Correspondence to: Brian M. Kemp, Department of Anthropology, Washington State University, Pullman, WA 99164. E-mail:


In this study, we explore the geographic and temporal distribution of a unique variant of the O blood group allele called O1vG542A, which has been shown to be shared among Native Americans but is rare in other populations. O1vG542A was previously reported in Native American populations in Mesoamerica and South America, and has been proposed as an ancestry informative marker. We investigated whether this allele is also found in the Tlingit and Haida, two contemporary indigenous populations from Alaska, and a pre-Columbian population from California. If O1vG542A is present in Na-Dene speakers (i.e., Tlingits), it would indicate that Na-Dene speaking groups share close ancestry with other Native American groups and support a Beringian origin of the allele, consistent with the Beringian Incubation Model. If O1vG542A is found in pre-Columbian populations, it would further support a Beringian origin of the allele, rather than a more recent introduction of the allele into the Americas via gene flow from one or more populations which have admixed with Native Americans over the past five centuries.
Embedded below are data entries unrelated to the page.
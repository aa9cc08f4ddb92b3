//! 에러 타입 정의

use thiserror::Error;

/// SWP 프로토콜 에러 타입
#[derive(Error, Debug)]
pub enum Error {
    #[error("IO 에러: {0}")]
    Io(#[from] std::io::Error),

    #[error("패킷이 너무 짧음: {len} bytes (헤더 최소 {min} bytes)")]
    PacketTooShort { len: usize, min: usize },

    #[error("패킷 크기 불일치: expected {expected} bytes, got {got} bytes")]
    PacketSizeMismatch { expected: usize, got: usize },

    #[error("유효하지 않은 설정: {0}")]
    InvalidConfig(String),

    #[error("싱크 종료됨")]
    SinkClosed,
}

/// Result 타입 별칭
pub type Result<T> = std::result::Result<T, Error>;
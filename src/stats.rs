//! 재조립 통계
//!
//! 패킷 단위 이상은 전부 로컬에서 흡수되므로 가시성은 카운터가 전부임

use std::collections::VecDeque;
use std::time::{Duration, Instant};

use serde::Serialize;

/// 프래그먼트 도착 기록
#[derive(Debug, Clone, Copy)]
struct FragmentArrival {
    timestamp: Instant,
    sample_count: usize,
}

/// 재조립 통계 (재조립 태스크 단독 소유)
#[derive(Debug, Clone)]
pub struct ReassemblyStats {
    /// 시작 시간
    pub started_at: Instant,

    /// 총 수신 프래그먼트 수 (디코딩 성공 기준)
    pub total_fragments: u64,

    /// 버퍼에 적용된 프래그먼트 수
    pub applied_fragments: u64,

    /// 디코딩 실패 데이터그램 수 (too short / size mismatch)
    pub malformed_packets: u64,

    /// 범위 초과 프래그먼트 수
    pub out_of_range_fragments: u64,

    /// 중복 프래그먼트 수 (에러 아님, UDP에서 정상)
    pub duplicate_fragments: u64,

    /// 닫힌(완료/축출) 윈도우로 뒤늦게 도착한 프래그먼트 수
    pub stale_fragments: u64,

    /// 완료된 윈도우 수
    pub completed_windows: u64,

    /// 축출된 윈도우 수 (미완료 폐기)
    pub evicted_windows: u64,

    /// 방출 큐 포화로 버려진 완료 윈도우 수
    pub sink_dropped_windows: u64,

    /// 최근 도착 기록 (도착률 계산용)
    arrivals: VecDeque<FragmentArrival>,

    /// 도착 기록 윈도우 크기
    window_size: usize,
}

impl ReassemblyStats {
    pub fn new(window_size: usize) -> Self {
        Self {
            started_at: Instant::now(),
            total_fragments: 0,
            applied_fragments: 0,
            malformed_packets: 0,
            out_of_range_fragments: 0,
            duplicate_fragments: 0,
            stale_fragments: 0,
            completed_windows: 0,
            evicted_windows: 0,
            sink_dropped_windows: 0,
            arrivals: VecDeque::with_capacity(window_size),
            window_size,
        }
    }

    /// 프래그먼트 도착 기록
    pub fn record_arrival(&mut self, sample_count: usize) {
        if self.arrivals.len() >= self.window_size {
            self.arrivals.pop_front();
        }
        self.arrivals.push_back(FragmentArrival {
            timestamp: Instant::now(),
            sample_count,
        });
        self.total_fragments += 1;
    }

    /// 프래그먼트 도착률 계산 (fragments/sec)
    pub fn fragment_rate(&self) -> f64 {
        if self.arrivals.len() < 2 {
            return 0.0;
        }

        let first = self.arrivals.front().unwrap().timestamp;
        let last = self.arrivals.back().unwrap().timestamp;
        let duration = last.duration_since(first);

        if duration.is_zero() {
            return 0.0;
        }

        (self.arrivals.len() - 1) as f64 / duration.as_secs_f64()
    }

    /// 샘플 처리율 계산 (samples/sec)
    pub fn sample_throughput(&self) -> f64 {
        if self.arrivals.len() < 2 {
            return 0.0;
        }

        let first = self.arrivals.front().unwrap().timestamp;
        let last = self.arrivals.back().unwrap().timestamp;
        let duration = last.duration_since(first);

        if duration.is_zero() {
            return 0.0;
        }

        let total: usize = self.arrivals.iter().map(|a| a.sample_count).sum();
        total as f64 / duration.as_secs_f64()
    }

    /// 경과 시간
    pub fn elapsed(&self) -> Duration {
        self.started_at.elapsed()
    }

    /// 버려진 프래그먼트 총합 (malformed + 범위 초과 + stale)
    ///
    /// 중복은 UDP에서 기대되는 동작이므로 별도 집계
    pub fn dropped_fragment_count(&self) -> u64 {
        self.malformed_packets + self.out_of_range_fragments + self.stale_fragments
    }

    /// 외부 공개용 스냅샷 생성
    pub fn snapshot(&self, open_window_count: usize) -> StatsSnapshot {
        StatsSnapshot {
            open_window_count,
            completed_window_count: self.completed_windows,
            dropped_fragment_count: self.dropped_fragment_count(),
            evicted_window_count: self.evicted_windows,
            total_fragments: self.total_fragments,
            applied_fragments: self.applied_fragments,
            malformed_packets: self.malformed_packets,
            out_of_range_fragments: self.out_of_range_fragments,
            duplicate_fragments: self.duplicate_fragments,
            stale_fragments: self.stale_fragments,
            sink_dropped_windows: self.sink_dropped_windows,
            fragment_rate: self.fragment_rate(),
            sample_throughput: self.sample_throughput(),
            elapsed_secs: self.elapsed().as_secs_f64(),
        }
    }
}

impl Default for ReassemblyStats {
    fn default() -> Self {
        Self::new(240)
    }
}

/// 헬스/통계 조회 응답 (운영 표면 노출용)
#[derive(Debug, Clone, Serialize)]
pub struct StatsSnapshot {
    /// 현재 오픈 윈도우 수
    pub open_window_count: usize,

    /// 완료된 윈도우 수
    pub completed_window_count: u64,

    /// 버려진 프래그먼트 수 (malformed + 범위 초과 + stale)
    pub dropped_fragment_count: u64,

    /// 축출된 윈도우 수
    pub evicted_window_count: u64,

    /// 총 수신 프래그먼트 수
    pub total_fragments: u64,

    /// 적용된 프래그먼트 수
    pub applied_fragments: u64,

    /// 디코딩 실패 수
    pub malformed_packets: u64,

    /// 범위 초과 수
    pub out_of_range_fragments: u64,

    /// 중복 수
    pub duplicate_fragments: u64,

    /// 닫힌 윈도우로 뒤늦게 도착한 수
    pub stale_fragments: u64,

    /// 방출 큐 포화로 버려진 완료 윈도우 수
    pub sink_dropped_windows: u64,

    /// 프래그먼트 도착률 (fragments/sec)
    pub fragment_rate: f64,

    /// 샘플 처리율 (samples/sec)
    pub sample_throughput: f64,

    /// 경과 시간 (초)
    pub elapsed_secs: f64,
}

impl StatsSnapshot {
    /// 통계 요약 문자열
    pub fn summary(&self) -> String {
        format!(
            "Elapsed: {:.1}s | Windows: {} open, {} done, {} evicted | Fragments: {} ({:.0}/s) | Dropped: {} | Dup: {} | Sink drops: {}",
            self.elapsed_secs,
            self.open_window_count,
            self.completed_window_count,
            self.evicted_window_count,
            self.total_fragments,
            self.fragment_rate,
            self.dropped_fragment_count,
            self.duplicate_fragments,
            self.sink_dropped_windows,
        )
    }
}

impl Default for StatsSnapshot {
    fn default() -> Self {
        ReassemblyStats::default().snapshot(0)
    }
}
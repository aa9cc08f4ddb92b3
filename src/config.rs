//! 프로토콜 설정

use std::time::Duration;

use crate::error::{Error, Result};
use crate::{
    DEFAULT_EXPECTED_FRAGMENTS, DEFAULT_SAMPLES_PER_FRAGMENT, DEFAULT_SAMPLE_RATE,
    DEFAULT_WINDOW_CAPACITY, HEADER_SIZE,
};

/// SWP 재조립 설정
///
/// 시작 시 한 번 주입되며 런타임 재설정은 없음
#[derive(Debug, Clone)]
pub struct Config {
    /// 윈도우 용량 (샘플 수)
    pub window_capacity: usize,

    /// 프래그먼트당 샘플 수
    pub samples_per_fragment: usize,

    /// 윈도우 완료 판정 프래그먼트 수 (고유 시퀀스 ID 기준)
    pub expected_fragments_per_window: usize,

    /// 샘플링 주파수 (Hz)
    pub sample_rate: u32,

    /// 최대 동시 오픈 윈도우 수 (초과 시 가장 오래된 윈도우 축출)
    pub max_open_windows: usize,

    /// 닫힌(완료/축출) 윈도우 ID 기억 개수 (재오픈 방지용)
    pub closed_history_size: usize,

    /// 완료 윈도우 방출 큐 깊이 (가득 차면 drop-newest)
    pub sink_queue_depth: usize,

    /// 수신 → 재조립 명령 큐 깊이
    pub cmd_queue_depth: usize,

    /// 수신 버퍼 크기 (바이트)
    pub recv_buffer_size: usize,

    /// 프래그먼트 도착률 측정 윈도우 (프래그먼트 수)
    pub stats_window_size: usize,
}

impl Default for Config {
    fn default() -> Self {
        Self {
            window_capacity: DEFAULT_WINDOW_CAPACITY,
            samples_per_fragment: DEFAULT_SAMPLES_PER_FRAGMENT,
            expected_fragments_per_window: DEFAULT_EXPECTED_FRAGMENTS,
            sample_rate: DEFAULT_SAMPLE_RATE,
            max_open_windows: 3,              // 윈도우 경계에서 2개 겹침 + 여유 1
            closed_history_size: 64,
            sink_queue_depth: 8,
            cmd_queue_depth: 1024,
            recv_buffer_size: 2 * 1024 * 1024, // 2MB
            stats_window_size: 240,            // 약 2초 분량
        }
    }
}

impl Config {
    /// 새 설정 생성
    pub fn new() -> Self {
        Self::default()
    }

    /// 손실 많은 네트워크용 설정
    ///
    /// 미완료 윈도우가 오래 머무르므로 동시 윈도우 수와 큐 깊이를 늘림
    pub fn lossy_network() -> Self {
        Self {
            max_open_windows: 8,
            closed_history_size: 256,
            sink_queue_depth: 16,
            cmd_queue_depth: 4096,
            ..Self::default()
        }
    }

    /// 개발/벤치용 소형 윈도우 설정
    pub fn short_window() -> Self {
        Self {
            window_capacity: 1024,
            samples_per_fragment: 128,
            expected_fragments_per_window: 8,
            sample_rate: 1024,
            stats_window_size: 64,
            ..Self::default()
        }
    }

    /// 설정 유효성 검사
    pub fn validate(&self) -> Result<()> {
        if self.window_capacity == 0 {
            return Err(Error::InvalidConfig("window_capacity는 0일 수 없음".into()));
        }
        if self.samples_per_fragment == 0 {
            return Err(Error::InvalidConfig(
                "samples_per_fragment는 0일 수 없음".into(),
            ));
        }
        if self.expected_fragments_per_window == 0 {
            return Err(Error::InvalidConfig(
                "expected_fragments_per_window는 0일 수 없음".into(),
            ));
        }
        if self.max_open_windows == 0 {
            return Err(Error::InvalidConfig("max_open_windows는 0일 수 없음".into()));
        }
        if self.sink_queue_depth == 0 || self.cmd_queue_depth == 0 {
            return Err(Error::InvalidConfig("큐 깊이는 0일 수 없음".into()));
        }
        // 예상 프래그먼트가 전부 도착하면 윈도우 용량을 넘지 않아야 함
        let covered = self.expected_fragments_per_window * self.samples_per_fragment;
        if covered > self.window_capacity {
            return Err(Error::InvalidConfig(format!(
                "expected {} × {} = {} 샘플이 window_capacity {}를 초과",
                self.expected_fragments_per_window,
                self.samples_per_fragment,
                covered,
                self.window_capacity
            )));
        }
        Ok(())
    }

    /// 정상 프래그먼트 데이터그램 크기 (바이트)
    pub fn fragment_datagram_size(&self) -> usize {
        HEADER_SIZE + self.samples_per_fragment * 4
    }

    /// 윈도우 하나가 커버하는 시간
    pub fn window_duration(&self) -> Duration {
        if self.sample_rate == 0 {
            return Duration::ZERO;
        }
        Duration::from_secs_f64(self.window_capacity as f64 / self.sample_rate as f64)
    }
}

#[cfg(test)]
mod tests {
    use super::*;

    #[test]
    fn test_default_matches_device_deployment() {
        let config = Config::default();
        assert!(config.validate().is_ok());
        assert_eq!(config.window_capacity, 38_400);
        assert_eq!(config.samples_per_fragment, 320);
        assert_eq!(config.expected_fragments_per_window, 120);
        assert_eq!(config.fragment_datagram_size(), 16 + 320 * 4);
        assert_eq!(config.window_duration(), Duration::from_secs(1));
    }

    #[test]
    fn test_validate_rejects_zero_fields() {
        let mut config = Config::short_window();
        config.max_open_windows = 0;
        assert!(config.validate().is_err());

        let mut config = Config::short_window();
        config.samples_per_fragment = 0;
        assert!(config.validate().is_err());
    }

    #[test]
    fn test_validate_rejects_overcommitted_window() {
        let mut config = Config::short_window();
        config.expected_fragments_per_window = 9; // 9 × 128 > 1024
        assert!(config.validate().is_err());
    }
}
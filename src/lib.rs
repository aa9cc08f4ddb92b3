//! # SWP (Sensor Window Protocol)
//!
//! UDP 기반 센서 수집 윈도우 재조립 엔진
//!
//! ## 핵심 특징
//! - **순수 수신형**: ACK/NACK 없음, 재전송 요청 없음 (센서는 단방향 송신)
//! - **윈도우 조립**: 프래그먼트를 오프셋 기준으로 퍼즐처럼 조립
//! - **순서 무관**: 도착 순서와 무관하게 동일한 최종 윈도우로 수렴
//! - **중복 허용**: 시퀀스 ID 기반 멱등 적용, 완료 카운트 오염 없음
//! - **메모리 상한**: 동시 윈도우 수 제한, 가장 오래된 윈도우부터 축출
//! - **백프레셔**: 완료 윈도우는 유한 큐로 전달, 수신 루프는 절대 블록 안 됨

pub mod config;
pub mod error;
pub mod listener;
pub mod packet;
pub mod reassembler;
pub mod sink;
pub mod stats;
pub mod window;

pub use config::Config;
pub use error::{Error, Result};
pub use listener::Listener;
pub use packet::Fragment;
pub use reassembler::{CompletedWindow, WindowReassembler};
pub use sink::{LogSink, WindowReceiver, WindowSink};
pub use stats::{ReassemblyStats, StatsSnapshot};
pub use window::{FragmentOutcome, WindowBuffer};

/// 프래그먼트 헤더 크기 (바이트)
///
/// `[windowId:u32][sequenceId:u32][offset:u32][length:u32]` little-endian
pub const HEADER_SIZE: usize = 16;

/// 기본 윈도우 용량 (샘플 수, 38.4kHz × 1초)
pub const DEFAULT_WINDOW_CAPACITY: usize = 38_400;

/// 기본 프래그먼트당 샘플 수
pub const DEFAULT_SAMPLES_PER_FRAGMENT: usize = 320;

/// 기본 윈도우당 예상 프래그먼트 수 (38400 / 320)
pub const DEFAULT_EXPECTED_FRAGMENTS: usize = 120;

/// 기본 샘플링 주파수 (Hz)
pub const DEFAULT_SAMPLE_RATE: u32 = 38_400;

/// UDP 데이터그램 최대 크기
pub const MAX_DATAGRAM_SIZE: usize = 65_535;
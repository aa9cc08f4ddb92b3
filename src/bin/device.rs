//! SWP 가상 센서 디바이스
//!
//! 실제 센서 없이 수집기를 시험하기 위한 송신기. 전압 파형 윈도우를
//! 생성해 프래그먼트로 쪼개 UDP로 쏜다. 손실/중복/순서 뒤섞기를
//! 주입해 재조립기의 내성을 확인할 수 있음
//!
//! 사용법:
//!   cargo run --release --bin swp-device -- [OPTIONS]
//!
//! 예시:
//!   # 기본 송신 (윈도우 10개)
//!   cargo run --release --bin swp-device -- --target 127.0.0.1:3000
//!
//!   # 5% 손실 + 10% 중복 + 순서 뒤섞기
//!   cargo run --release --bin swp-device -- -t 127.0.0.1:3000 --loss 0.05 --duplicate 0.1 --shuffle

use std::net::SocketAddr;
use std::time::Instant;

use rand::rngs::StdRng;
use rand::seq::SliceRandom;
use rand::{Rng, SeedableRng};
use tokio::net::UdpSocket;
use tracing::{info, Level};
use tracing_subscriber::{EnvFilter, FmtSubscriber};

use swp::{Config, Fragment};

/// 디바이스 설정
struct DeviceConfig {
    target_addr: SocketAddr,
    window_count: u32,
    loss_ratio: f64,
    duplicate_ratio: f64,
    shuffle: bool,
    voltage_range: (f32, f32),
    config: Config,
}

impl Default for DeviceConfig {
    fn default() -> Self {
        Self {
            target_addr: "127.0.0.1:3000".parse().unwrap(),
            window_count: 10,
            loss_ratio: 0.0,
            duplicate_ratio: 0.0,
            shuffle: false,
            voltage_range: (1.5, 2.0),
            config: Config::default(),
        }
    }
}

fn parse_args(args: &[String]) -> DeviceConfig {
    let mut device = DeviceConfig::default();

    let mut i = 1;
    while i < args.len() {
        match args[i].as_str() {
            "--target" | "-t" => {
                if i + 1 < args.len() {
                    device.target_addr = args[i + 1].parse().expect("유효한 주소 필요");
                    i += 1;
                }
            }
            "--windows" | "-n" => {
                if i + 1 < args.len() {
                    device.window_count = args[i + 1].parse().expect("유효한 숫자 필요");
                    i += 1;
                }
            }
            "--loss" => {
                if i + 1 < args.len() {
                    device.loss_ratio = args[i + 1].parse().expect("유효한 비율 필요");
                    i += 1;
                }
            }
            "--duplicate" => {
                if i + 1 < args.len() {
                    device.duplicate_ratio = args[i + 1].parse().expect("유효한 비율 필요");
                    i += 1;
                }
            }
            "--shuffle" => {
                device.shuffle = true;
            }
            "--window-capacity" => {
                if i + 1 < args.len() {
                    device.config.window_capacity = args[i + 1].parse().expect("유효한 숫자 필요");
                    i += 1;
                }
            }
            "--fragment-samples" => {
                if i + 1 < args.len() {
                    device.config.samples_per_fragment =
                        args[i + 1].parse().expect("유효한 숫자 필요");
                    i += 1;
                }
            }
            "--help" | "-h" => {
                println!(
                    r#"SWP Device - 가상 센서 디바이스 (테스트 송신기)

전압 파형 윈도우를 프래그먼트로 쪼개 UDP로 송신
- 윈도우 간격에 맞춰 페이싱 (기본: 1초에 120 프래그먼트)
- 손실/중복/순서 뒤섞기 주입 가능

사용법:
  cargo run --release --bin swp-device -- [OPTIONS]

옵션:
  -t, --target <ADDR>         수집기 주소 (기본: 127.0.0.1:3000)
  -n, --windows <N>           송신할 윈도우 수 (기본: 10)
  --loss <RATIO>              프래그먼트 손실 비율 0.0~1.0 (기본: 0)
  --duplicate <RATIO>         프래그먼트 중복 비율 0.0~1.0 (기본: 0)
  --shuffle                   윈도우 내 프래그먼트 순서 뒤섞기
  --window-capacity <N>       윈도우 샘플 수 (기본: 38400)
  --fragment-samples <N>      프래그먼트당 샘플 수 (기본: 320)
  -h, --help                  이 도움말 출력
"#
                );
                std::process::exit(0);
            }
            _ => {}
        }
        i += 1;
    }

    // 파생값은 플래그 순서와 무관하게 파싱 종료 후 한 번만 계산
    if device.config.samples_per_fragment > 0 {
        device.config.expected_fragments_per_window =
            device.config.window_capacity / device.config.samples_per_fragment;
    }

    device
}

/// 윈도우 하나 분량의 전압 파형 생성 (사인파 + 잡음)
fn generate_window(rng: &mut StdRng, config: &Config, range: (f32, f32)) -> Vec<f32> {
    let (lo, hi) = range;
    let mid = (lo + hi) / 2.0;
    let amplitude = (hi - lo) / 2.0;
    let rate = config.sample_rate.max(1) as f32;

    (0..config.window_capacity)
        .map(|i| {
            let t = i as f32 / rate;
            let wave = (2.0 * std::f32::consts::PI * 50.0 * t).sin();
            let noise: f32 = rng.gen_range(-0.1..0.1);
            mid + amplitude * 0.8 * wave + amplitude * noise
        })
        .collect()
}

/// 윈도우를 프래그먼트들로 분할
fn split_window(
    window_id: u32,
    samples: &[f32],
    samples_per_fragment: usize,
    next_sequence_id: &mut u32,
) -> Vec<Fragment> {
    samples
        .chunks(samples_per_fragment)
        .enumerate()
        .map(|(idx, payload)| {
            let sequence_id = *next_sequence_id;
            *next_sequence_id += 1;
            Fragment::new(
                window_id,
                sequence_id,
                (idx * samples_per_fragment) as u32,
                payload.to_vec(),
            )
        })
        .collect()
}

#[tokio::main]
async fn main() -> Result<(), Box<dyn std::error::Error>> {
    // 로깅 설정
    let subscriber = FmtSubscriber::builder()
        .with_env_filter(
            EnvFilter::try_from_default_env()
                .unwrap_or_else(|_| EnvFilter::new(Level::INFO.to_string())),
        )
        .finish();
    tracing::subscriber::set_global_default(subscriber)?;

    let args: Vec<String> = std::env::args().collect();
    let device = parse_args(&args);
    device.config.validate()?;

    info!("SWP Device starting...");
    info!("Target: {}", device.target_addr);
    info!(
        "Windows: {} × {} samples ({} fragments each)",
        device.window_count,
        device.config.window_capacity,
        device.config.expected_fragments_per_window
    );
    if device.loss_ratio > 0.0 || device.duplicate_ratio > 0.0 || device.shuffle {
        info!(
            "Fault injection: loss {:.0}%, duplicate {:.0}%, shuffle {}",
            device.loss_ratio * 100.0,
            device.duplicate_ratio * 100.0,
            device.shuffle
        );
    }

    let socket = UdpSocket::bind("0.0.0.0:0").await?;
    socket.connect(device.target_addr).await?;

    let mut rng = StdRng::from_entropy();
    let mut next_sequence_id = 0u32;

    // 프래그먼트 간격: 윈도우 시간 / 프래그먼트 수 (기본 1초/120 ≈ 8.3ms)
    let fragment_interval = device
        .config
        .window_duration()
        .div_f64(device.config.expected_fragments_per_window.max(1) as f64);

    let start = Instant::now();
    let mut sent_fragments = 0u64;
    let mut dropped_fragments = 0u64;

    for window_id in 0..device.window_count {
        let samples = generate_window(&mut rng, &device.config, device.voltage_range);
        let mut fragments = split_window(
            window_id,
            &samples,
            device.config.samples_per_fragment,
            &mut next_sequence_id,
        );

        if device.shuffle {
            fragments.shuffle(&mut rng);
        }

        for fragment in &fragments {
            if device.loss_ratio > 0.0 && rng.gen::<f64>() < device.loss_ratio {
                dropped_fragments += 1;
            } else {
                socket.send(&fragment.encode()).await?;
                sent_fragments += 1;

                if device.duplicate_ratio > 0.0 && rng.gen::<f64>() < device.duplicate_ratio {
                    socket.send(&fragment.encode()).await?;
                    sent_fragments += 1;
                }
            }

            tokio::time::sleep(fragment_interval).await;
        }

        info!(
            "윈도우 {} 송신 완료 ({}/{})",
            window_id,
            window_id + 1,
            device.window_count
        );
    }

    let elapsed = start.elapsed();
    info!("송신 종료!");
    info!("  Time: {:.2}s", elapsed.as_secs_f64());
    info!("  Fragments sent: {}", sent_fragments);
    if dropped_fragments > 0 {
        info!("  Fragments dropped (injected loss): {}", dropped_fragments);
    }

    Ok(())
}

#[cfg(test)]
mod tests {
    use super::*;

    fn args(list: &[&str]) -> Vec<String> {
        std::iter::once("swp-device")
            .chain(list.iter().copied())
            .map(String::from)
            .collect()
    }

    #[test]
    fn test_fragment_count_ignores_flag_order() {
        let first = parse_args(&args(&["--fragment-samples", "128", "--window-capacity", "1024"]));
        let second = parse_args(&args(&["--window-capacity", "1024", "--fragment-samples", "128"]));

        assert_eq!(first.config.expected_fragments_per_window, 8);
        assert_eq!(second.config.expected_fragments_per_window, 8);
        assert!(first.config.validate().is_ok());
    }

    #[test]
    fn test_split_window_covers_capacity() {
        let mut next_sequence_id = 7u32;
        let samples = vec![1.0f32; 1024];
        let fragments = split_window(3, &samples, 128, &mut next_sequence_id);

        assert_eq!(fragments.len(), 8);
        assert_eq!(next_sequence_id, 15);
        assert_eq!(fragments[0].offset, 0);
        assert_eq!(fragments[7].offset, 896);
        assert!(fragments.iter().all(|f| f.window_id == 3));
    }
}
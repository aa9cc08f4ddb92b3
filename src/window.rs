//! 윈도우 버퍼: 진행 중인 윈도우 하나의 재조립 상태
//!
//! - 고정 크기 샘플 배열 (0으로 선초기화)
//! - 수신한 시퀀스 ID 집합 (중복 판별)
//! - 고유 프래그먼트 카운터 (완료 판정 기준)

use std::collections::HashSet;
use std::time::Instant;

use crate::packet::{Fragment, WindowId};

/// 프래그먼트 적용 결과
#[derive(Debug, Clone, Copy, PartialEq, Eq)]
pub enum FragmentOutcome {
    /// 정상 적용됨
    Applied,

    /// 이미 받은 시퀀스 ID, 버퍼 변경 없음
    DuplicateIgnored,

    /// offset + length가 용량 초과, 버퍼 변경 없음
    OutOfRange,
}

/// 진행 중인 윈도우 하나의 재조립 버퍼
///
/// 수신하지 못한 위치는 0.0으로 남음 (silent-zero-fill 정책).
/// 완료 판정은 고유 프래그먼트 수 기준이므로 정당한 0.0 샘플과
/// 미수신 샘플이 혼동되지 않음
#[derive(Debug)]
pub struct WindowBuffer {
    /// 윈도우 ID
    pub window_id: WindowId,

    /// 샘플 버퍼 (길이 == 용량, 0으로 선초기화)
    samples: Vec<f32>,

    /// 수신한 시퀀스 ID 집합
    received_fragment_ids: HashSet<u32>,

    /// 고유 프래그먼트 수신 수
    fragments_received: u32,

    /// 생성 시간 (첫 프래그먼트 도착 시점)
    pub created_at: Instant,
}

impl WindowBuffer {
    /// 새 윈도우 버퍼 생성
    pub fn new(window_id: WindowId, capacity: usize) -> Self {
        Self {
            window_id,
            samples: vec![0.0; capacity],
            received_fragment_ids: HashSet::new(),
            fragments_received: 0,
            created_at: Instant::now(),
        }
    }

    /// 프래그먼트 적용
    ///
    /// 멱등: 같은 시퀀스 ID는 몇 번 와도 한 번만 반영됨.
    /// 가환: 적용 순서와 무관하게 동일한 최종 버퍼로 수렴함
    pub fn apply_fragment(&mut self, fragment: &Fragment) -> FragmentOutcome {
        if fragment.end_offset() > self.samples.len() {
            return FragmentOutcome::OutOfRange;
        }

        if self.received_fragment_ids.contains(&fragment.sequence_id) {
            return FragmentOutcome::DuplicateIgnored;
        }

        let offset = fragment.offset as usize;
        self.samples[offset..offset + fragment.samples.len()]
            .copy_from_slice(&fragment.samples);

        self.received_fragment_ids.insert(fragment.sequence_id);
        self.fragments_received += 1;

        FragmentOutcome::Applied
    }

    /// 완료 여부 확인 (고유 프래그먼트 수 기준)
    pub fn is_complete(&self, expected_fragments: usize) -> bool {
        self.fragments_received as usize >= expected_fragments
    }

    /// 고유 프래그먼트 수신 수
    pub fn fragments_received(&self) -> u32 {
        self.fragments_received
    }

    /// 수신률 계산 (0.0 ~ 1.0)
    pub fn receive_ratio(&self, expected_fragments: usize) -> f64 {
        if expected_fragments == 0 {
            return 0.0;
        }
        self.fragments_received as f64 / expected_fragments as f64
    }

    /// 샘플 읽기 전용 접근
    pub fn samples(&self) -> &[f32] {
        &self.samples
    }

    /// 완료된 샘플 배열 추출
    pub fn into_samples(self) -> Vec<f32> {
        self.samples
    }
}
We identified this allele in one Na-Dene population at a frequency of 0.11, and one ancient California population at a frequency of 0.20. Our results support a Beringian origin of O1vG542A, which is distributed today among all Native American groups that have been genotyped in appreciable numbers at this locus. This result is consistent with the hypothesis that Na-Dene and other Native American populations primarily derive their ancestry from a single source population. Am J Phys Anthropol 151:649–657, 2013. © 2013 Wiley Periodicals, Inc.